Segment Start: Data listing

//! Error types for render orchestration

use std::fmt;
use std::time::Duration;

/// Raw failure reported by a render engine
#[derive(Debug, Clone)]
pub struct EngineError {
    message: String,
}

impl EngineError {
    pub fn new(message: impl Into<String>) -> Self {
        Self {
            message: message.into(),
        }
    }

    pub fn message(&self) -> &str {
        &self.message
    }
}

impl fmt::Display for EngineError {
    fn fmt(&self, f: &mut fmt::Formatter<'_>) -> fmt::Result {
        f.write_str(&self.message)
    }
}

impl std::error::Error for EngineError {}

pub type EngineResult<T> = std::result::Result<T, EngineError>;

/// Classified render failure.
///
/// `Clone` so a single outcome can be handed to every caller waiting on a
/// shared render.
#[derive(Debug, Clone)]
pub enum RenderError {
    /// Missing or malformed locator; no engine was touched
    Validation(String),
    /// The engine could not be launched or no session could be obtained
    EngineAcquisition(String),
    /// Navigation exceeded its budget
    NavigationTimeout(Duration),
    /// The target host does not resolve
    NameResolution(String),
    /// The target host refused the connection
    ConnectionRefused(String),
    /// Any other navigation failure
    Navigation(String),
    /// The page loaded but the image could not be captured
    Capture(String),
    Internal(String),
}

const NAME_NOT_RESOLVED: &str = "ERR_NAME_NOT_RESOLVED";
const CONNECTION_REFUSED: &str = "ERR_CONNECTION_REFUSED";

impl RenderError {
    /// Classify an engine failure raised while navigating
    pub fn from_navigation(err: EngineError, budget: Duration) -> Self {
        let message = err.message();
        if message.contains(NAME_NOT_RESOLVED) {
            RenderError::NameResolution(message.to_string())
        } else if message.contains(CONNECTION_REFUSED) {
            RenderError::ConnectionRefused(message.to_string())
        } else if is_timeout_message(message) {
            RenderError::NavigationTimeout(budget)
        } else {
            RenderError::Navigation(message.to_string())
        }
    }

    /// Whether the failure lies with the requested target rather than with
    /// this service
    pub fn is_target_failure(&self) -> bool {
        matches!(
            self,
            RenderError::Validation(_)
                | RenderError::NavigationTimeout(_)
                | RenderError::NameResolution(_)
                | RenderError::ConnectionRefused(_)
                | RenderError::Navigation(_)
        )
    }
}

fn is_timeout_message(message: &str) -> bool {
    let lower = message.to_ascii_lowercase();
    lower.contains("timed out") || lower.contains("timeout") || lower.contains("never came")
}

impl fmt::Display for RenderError {
    fn fmt(&self, f: &mut fmt::Formatter<'_>) -> fmt::Result {
        match self {
            RenderError::Validation(msg) => write!(f, "Validation error: {}", msg),
            RenderError::EngineAcquisition(msg) => {
                write!(f, "Failed to acquire render engine: {}", msg)
            }
            RenderError::NavigationTimeout(budget) => {
                write!(f, "Navigation timed out after {}ms", budget.as_millis())
            }
            RenderError::NameResolution(msg) => write!(f, "Host could not be resolved: {}", msg),
            RenderError::ConnectionRefused(msg) => write!(f, "Connection refused: {}", msg),
            RenderError::Navigation(msg) => write!(f, "Navigation failed: {}", msg),
            RenderError::Capture(msg) => write!(f, "Capture failed: {}", msg),
            RenderError::Internal(msg) => write!(f, "Internal render error: {}", msg),
        }
    }
}

impl std::error::Error for RenderError {}

pub type Result<T> = std::result::Result<T, RenderError>;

Segment End: Data listing

#### What you should do
When the entries above show the word "NameResolution" in a line, copy that line out.

#### Solution for this problem
    NameResolution(String),
            RenderError::NameResolution(message.to_string())
                | RenderError::NameResolution(_)
            RenderError::NameResolution(msg) => write!(f, "Host could not be resolved: {}", msg),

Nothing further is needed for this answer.